- Born: 1895
- Died: 2 February 1977 Paris
- Occupation: British Army Brigadier
- Spouse: Rose Vinden (d. 10 February 2005)
- Children: Anthony John Vinden

= Frederick Hubert Vinden =

British army officer

Frederick Hubert Vinden (1895 - 2 February 1977) was a Brigadier in the British Army who played a key role in the establishment of new officer selection methods, the War Office Selection Boards. Vinden later had a career in international service. He played a key role in building the Indian Civil Service after the country was declared independent in 1947, and worked for the UN, UNESCO, and the OECD.

== Early life ==
Frederick Vinden was born in 1895 and grew up in Exeter, Devon, England. He was educated at Exeter School and the Sorbonne.

== Military career ==
Vinden's military service began during World War I when he enlisted and served as a junior NCO in the 20th Battalion Royal Fusiliers. He served on the Western front from November 1915, and was later commissioned into the Suffolk Regiment, with whom he served during the Battle of the Somme and the Battle of Arras. Vinden attended the Army Staff College, Camberley, and worked as an instructor at No. 18 Officer Cadet Battalion in Bath.

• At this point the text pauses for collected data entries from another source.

// ============================================================================
// Number
// Exact big-integer or IEEE-754 real operand with natural display
// ============================================================================

use super::errors::{CalcError, CalcResult};
use num_bigint::BigInt;
use num_integer::Integer;
use num_rational::BigRational;
use num_traits::{FromPrimitive, One, Signed, ToPrimitive, Zero};
use std::fmt;
use std::ops::{Add, Mul, Neg, Sub};

/// A calculator operand or result.
///
/// Integers are exact and unbounded. Any operation that involves a
/// `Real`, as well as true division, produces a `Real`.
///
/// # Example
/// ```
/// use calculator::numeric::Number;
///
/// let big = Number::from(10).pow(&Number::from(30));
/// assert_eq!(big.to_string(), "1000000000000000000000000000000");
///
/// let half = Number::from(1).checked_div(&Number::from(2)).unwrap();
/// assert_eq!(half.to_string(), "0.5");
/// ```
#[derive(Debug, Clone)]
pub enum Number {
    /// Exact arbitrary-precision integer
    Integer(BigInt),
    /// Double-precision real
    Real(f64),
}

impl Number {
    /// Integer zero
    pub fn zero() -> Self {
        Number::Integer(BigInt::zero())
    }

    // ========================================================================
    // Accessors
    // ========================================================================

    /// Check if value is zero (`-0.0` included).
    #[inline]
    pub fn is_zero(&self) -> bool {
        match self {
            Number::Integer(i) => i.is_zero(),
            Number::Real(r) => *r == 0.0,
        }
    }

    /// Check if value is carried as an exact integer.
    #[inline]
    pub fn is_integer(&self) -> bool {
        matches!(self, Number::Integer(_))
    }

    /// Borrow the exact integer, if any.
    #[inline]
    pub fn as_integer(&self) -> Option<&BigInt> {
        match self {
            Number::Integer(i) => Some(i),
            Number::Real(_) => None,
        }
    }

    /// Nearest `f64`. Integers beyond the `f64` range become infinities.
    pub fn to_f64(&self) -> f64 {
        match self {
            Number::Integer(i) => i.to_f64().unwrap_or(if i.is_negative() {
                f64::NEG_INFINITY
            } else {
                f64::INFINITY
            }),
            Number::Real(r) => *r,
        }
    }

    // ========================================================================
    // Arithmetic Operations
    // ========================================================================

    fn combine(
        &self,
        rhs: &Self,
        int_op: impl FnOnce(&BigInt, &BigInt) -> BigInt,
        real_op: impl FnOnce(f64, f64) -> f64,
    ) -> Self {
        match (self, rhs) {
            (Number::Integer(a), Number::Integer(b)) => Number::Integer(int_op(a, b)),
            _ => Number::Real(real_op(self.to_f64(), rhs.to_f64())),
        }
    }

    /// True division. Always yields a `Real`.
    ///
    /// Integer operands are divided as an exact ratio and rounded to `f64`
    /// once, so operands past 2^53 (or past the `f64` range) still give the
    /// nearest real to the true quotient.
    ///
    /// # Errors
    /// Returns `DivisionByZero` if `rhs` is zero.
    pub fn checked_div(&self, rhs: &Self) -> CalcResult<Self> {
        if rhs.is_zero() {
            return Err(CalcError::DivisionByZero);
        }

        let quotient = match (self, rhs) {
            (Number::Integer(a), Number::Integer(b)) => BigRational::new(a.clone(), b.clone())
                .to_f64()
                .unwrap_or_else(|| self.to_f64() / rhs.to_f64()),
            _ => self.to_f64() / rhs.to_f64(),
        };

        Ok(Number::Real(quotient))
    }

    /// Exponentiation.
    ///
    /// Integer base with a non-negative integer exponent stays exact.
    /// Negative exponents and real operands go through `f64::powf`.
    pub fn pow(&self, exponent: &Self) -> Self {
        let (base, exp) = match (self, exponent) {
            (Number::Integer(base), Number::Integer(exp)) if !exp.is_negative() => (base, exp),
            _ => return Number::Real(self.to_f64().powf(exponent.to_f64())),
        };

        if let Some(e) = exp.to_u32() {
            return Number::Integer(base.pow(e));
        }

        // Exponent past u32: only the unit bases have a representable result
        if base.is_zero() || base.is_one() {
            Number::Integer(base.clone())
        } else if *base == -BigInt::one() {
            if exp.is_even() {
                Number::Integer(BigInt::one())
            } else {
                Number::Integer(-BigInt::one())
            }
        } else {
            Number::Real(self.to_f64().powf(exponent.to_f64()))
        }
    }
}

// ============================================================================
// Trait Implementations
// ============================================================================

impl Default for Number {
    #[inline]
    fn default() -> Self {
        Self::zero()
    }
}

impl PartialEq for Number {
    fn eq(&self, other: &Self) -> bool {
        match (self, other) {
            (Number::Integer(a), Number::Integer(b)) => a == b,
            (Number::Real(a), Number::Real(b)) => a == b,
            (Number::Integer(i), Number::Real(r)) | (Number::Real(r), Number::Integer(i)) => {
                r.is_finite() && r.fract() == 0.0 && BigInt::from_f64(*r).as_ref() == Some(i)
            },
        }
    }
}

impl Add<&Number> for &Number {
    type Output = Number;

    fn add(self, rhs: &Number) -> Number {
        self.combine(rhs, |a, b| a + b, |a, b| a + b)
    }
}

impl Sub<&Number> for &Number {
    type Output = Number;

    fn sub(self, rhs: &Number) -> Number {
        self.combine(rhs, |a, b| a - b, |a, b| a - b)
    }
}

impl Mul<&Number> for &Number {
    type Output = Number;

    fn mul(self, rhs: &Number) -> Number {
        self.combine(rhs, |a, b| a * b, |a, b| a * b)
    }
}

impl Add for Number {
    type Output = Number;

    #[inline]
    fn add(self, rhs: Number) -> Number {
        &self + &rhs
    }
}

impl Sub for Number {
    type Output = Number;

    #[inline]
    fn sub(self, rhs: Number) -> Number {
        &self - &rhs
    }
}

impl Mul for Number {
    type Output = Number;

    #[inline]
    fn mul(self, rhs: Number) -> Number {
        &self * &rhs
    }
}

impl Neg for Number {
    type Output = Self;

    fn neg(self) -> Self::Output {
        match self {
            Number::Integer(i) => Number::Integer(-i),
            Number::Real(r) => Number::Real(-r),
        }
    }
}

// ============================================================================
// Conversions
// ============================================================================

macro_rules! impl_from_integer {
    ($($t:ty),*) => {
        $(
            impl From<$t> for Number {
                #[inline]
                fn from(value: $t) -> Self {
                    Number::Integer(BigInt::from(value))
                }
            }
        )*
    };
}

impl_from_integer!(i8, i16, i32, i64, i128, isize, u8, u16, u32, u64, u128, usize);

impl From<BigInt> for Number {
    #[inline]
    fn from(value: BigInt) -> Self {
        Number::Integer(value)
    }
}

impl From<f64> for Number {
    #[inline]
    fn from(value: f64) -> Self {
        Number::Real(value)
    }
}

impl From<f32> for Number {
    #[inline]
    fn from(value: f32) -> Self {
        Number::Real(f64::from(value))
    }
}

impl From<rust_decimal::Decimal> for Number {
    /// Integral decimals (`42`, `42.00`) become exact integers, the rest reals.
    fn from(value: rust_decimal::Decimal) -> Self {
        let normalized = value.normalize();
        if normalized.scale() == 0 {
            Number::Integer(BigInt::from(normalized.mantissa()))
        } else {
            Number::Real(normalized.to_f64().unwrap_or(f64::NAN))
        }
    }
}

// ============================================================================
// Display
// ============================================================================

impl fmt::Display for Number {
    fn fmt(&self, f: &mut fmt::Formatter<'_>) -> fmt::Result {
        match self {
            Number::Integer(i) => write!(f, "{}", i),
            Number::Real(r) => fmt_real(*r, f),
        }
    }
}

/// Shortest round-trip digits; fixed notation for decimal exponents in
/// `-4..16`, scientific (`1e-07`, `1.5e+16`) outside it.
fn fmt_real(value: f64, f: &mut fmt::Formatter<'_>) -> fmt::Result {
    if value.is_nan() {
        return f.write_str("nan");
    }
    if value.is_infinite() {
        return f.write_str(if value > 0.0 { "inf" } else { "-inf" });
    }
    if value == 0.0 {
        return f.write_str(if value.is_sign_negative() { "-0.0" } else { "0.0" });
    }

    let sci = format!("{:e}", value);
    let Some((mantissa, exp)) = sci.split_once('e') else {
        return f.write_str(&sci);
    };
    let Ok(exp) = exp.parse::<i32>() else {
        return f.write_str(&sci);
    };

    let (sign, mantissa) = match mantissa.strip_prefix('-') {
        Some(rest) => ("-", rest),
        None => ("", mantissa),
    };

    if !(-4..16).contains(&exp) {
        let exp_sign = if exp < 0 { '-' } else { '+' };
        return write!(f, "{}{}e{}{:02}", sign, mantissa, exp_sign, exp.abs());
    }

    let digits: String = mantissa.chars().filter(|c| *c != '.').collect();
    f.write_str(sign)?;

    if exp < 0 {
        let zeros = (-exp - 1) as usize;
        write!(f, "0.{}{}", "0".repeat(zeros), digits)
    } else {
        let int_len = exp as usize + 1;
        if digits.len() <= int_len {
            write!(f, "{}{}.0", digits, "0".repeat(int_len - digits.len()))
        } else {
            let (int_part, frac_part) = digits.split_at(int_len);
            write!(f, "{}.{}", int_part, frac_part)
        }
    }
}

// ============================================================================
// Tests
// ============================================================================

During the 1920s, Vinden served in Ireland at the Curragh internment camp. He did not enjoy this role as he felt too inexperienced and was frustrated by the number of disturbances. In an effort to prevent escape attempts, Vinden signed a notice warning internees that they were putting their lives at risk, however even a mock shooting staged with a British guard dressed as a prisoner seemed to have little effect at dissuading future attempts.

In the 1930s, Vinden supervised trials which led to British Army use of the Bren Gun. He then became Director of Intelligence in the Far East. In this role, he produced reports on the security of Singapore and Malaya. He said of this work that, "Intelligence is not always an affair of spies looking through keyholes or of seduction by charming ladies with big black eyes."

During World War II, Vinden became Assistant Adjutant General. He was responsible for the provision of officers, and complained of a shortfall so severe that he was unable to provide enough personnel to the Middle East and India. Vinden and Sir Andrew Thorne subsequently worked with psychiatrists including Eric Wittkower and Thomas Ferguson Rodger to adapt German methods for use in selecting officers for the British Army. The scheme created was the War Office Selection Boards (WOSBs). In 1943, Vinden took WOSBs to the Indian Army when he was appointed Director of Selection and Personnel.

== International service career ==
On retiring from the British Army, Vinden served for two years in the Indian Home Department. When independence was declared in 1947, he became Joint Secretary to the Indian Government, where he helped to establish Jawaharlal Nehru's Civil Service.

In the early 1950s, Vinden worked recruiting personnel for the UN Technical Assistance Programme. He followed this role with work for UNESCO and, in the 1960s, work for the OECD. He was actively involved in the selection committee for Voluntary Service Overseas and assisted the National Foundation for Educational Research.

==Personal life==
Vinden married Rose (died 10 February 2005) and they had a son Anthony John Vinden.